Il est temps que l’Homme plante le germe de sa plus haute espérance.
    Aujourd’hui, il peut encore semer dans un sol riche. Mais ce sol deviendra un jour pauvre et stérile, et nul grand arbre n’y pourra plus croître.
    … Hélas ! le temps est proche où l’Homme ne jettera plus la flèche de son désir par delà l’Homme, où la corde de son arc aura désappris à vibrer.
    Je vous dis : Il faut porter encore en soi un chaos pour pouvoir enfanter une étoile qui danse. Je vous dis : vous portez en vous un chaos.

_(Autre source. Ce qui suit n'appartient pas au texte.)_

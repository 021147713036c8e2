#![allow(dead_code)]

use ideoz_fixtures::{init_logging, FixtureGenerator};
use std::io::Read;
use std::path::{Path, PathBuf};
use tempfile::TempDir;

/// Fresh generator rooted in a `fixtures` dir inside its own temp dir.
/// The `TempDir` must outlive the generator.
pub fn temp_generator() -> (TempDir, FixtureGenerator) {
    init_logging();
    let root = TempDir::new().expect("Failed to create temp dir");
    let generator = FixtureGenerator::new(root.path().join("fixtures"));
    (root, generator)
}

/// Size of the file on disk.
pub fn file_len(path: &Path) -> u64 {
    std::fs::metadata(path)
        .unwrap_or_else(|e| panic!("Failed to stat {:?}: {}", path, e))
        .len()
}

/// First `n` bytes of a file (fewer if the file is shorter).
pub fn read_prefix(path: &Path, n: usize) -> Vec<u8> {
    let mut head = Vec::with_capacity(n);
    std::fs::File::open(path)
        .unwrap_or_else(|e| panic!("Failed to open {:?}: {}", path, e))
        .take(n as u64)
        .read_to_end(&mut head)
        .expect("Failed to read file head");
    head
}

/// Names of the entries currently in a directory, sorted.
pub fn dir_listing(dir: &Path) -> Vec<PathBuf> {
    let mut names: Vec<PathBuf> = std::fs::read_dir(dir)
        .expect("Failed to read dir")
        .map(|entry| entry.expect("Failed to read dir entry").path())
        .collect();
    names.sort();
    names
}

pub fn format_file_size(bytes: u64) -> String {
    const UNITS: &[&str] = &["B", "KB", "MB", "GB"];
    let mut size = bytes as f64;
    let mut unit_index = 0;

    while size >= 1024.0 && unit_index < UNITS.len() - 1 {
        size /= 1024.0;
        unit_index += 1;
    }

    if unit_index == 0 {
        format!("{} {}", bytes, UNITS[unit_index])
    } else {
        format!("{:.1} {}", size, UNITS[unit_index])
    }
}

#[cfg(test)]
mod tests {
    use super::*;

    #[test]
    fn test_format_file_size() {
        assert_eq!(format_file_size(0), "0 B");
        assert_eq!(format_file_size(1023), "1023 B");
        assert_eq!(format_file_size(1536), "1.5 KB");
        assert_eq!(format_file_size(10 * 1024 * 1024), "10.0 MB");
    }
}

    Hélas ! le temps est proche où l’Homme n’enfantera plus d’étoile. Hélas le temps est proche où viendra l’Homme le plus méprisable, qui ne sait plus se mépriser lui-même.
    Surmontez-moi les petites vertus, hommes supérieurs, les petites prudences, les petits égards pour les grains de sable, le fourmillement des fourmis, le misérable contentement de soi, le « bonheur du plus grand nombre »[2].
    Personne ne sait encore ce qui est bien et mal, si ce n’est le créateur ! Mais c’est lui qui crée le but des hommes et qui donne

  1. Par delà le Bien et le mal, p. 137.
  2. Zarathoustra, tr. fr., p. 406.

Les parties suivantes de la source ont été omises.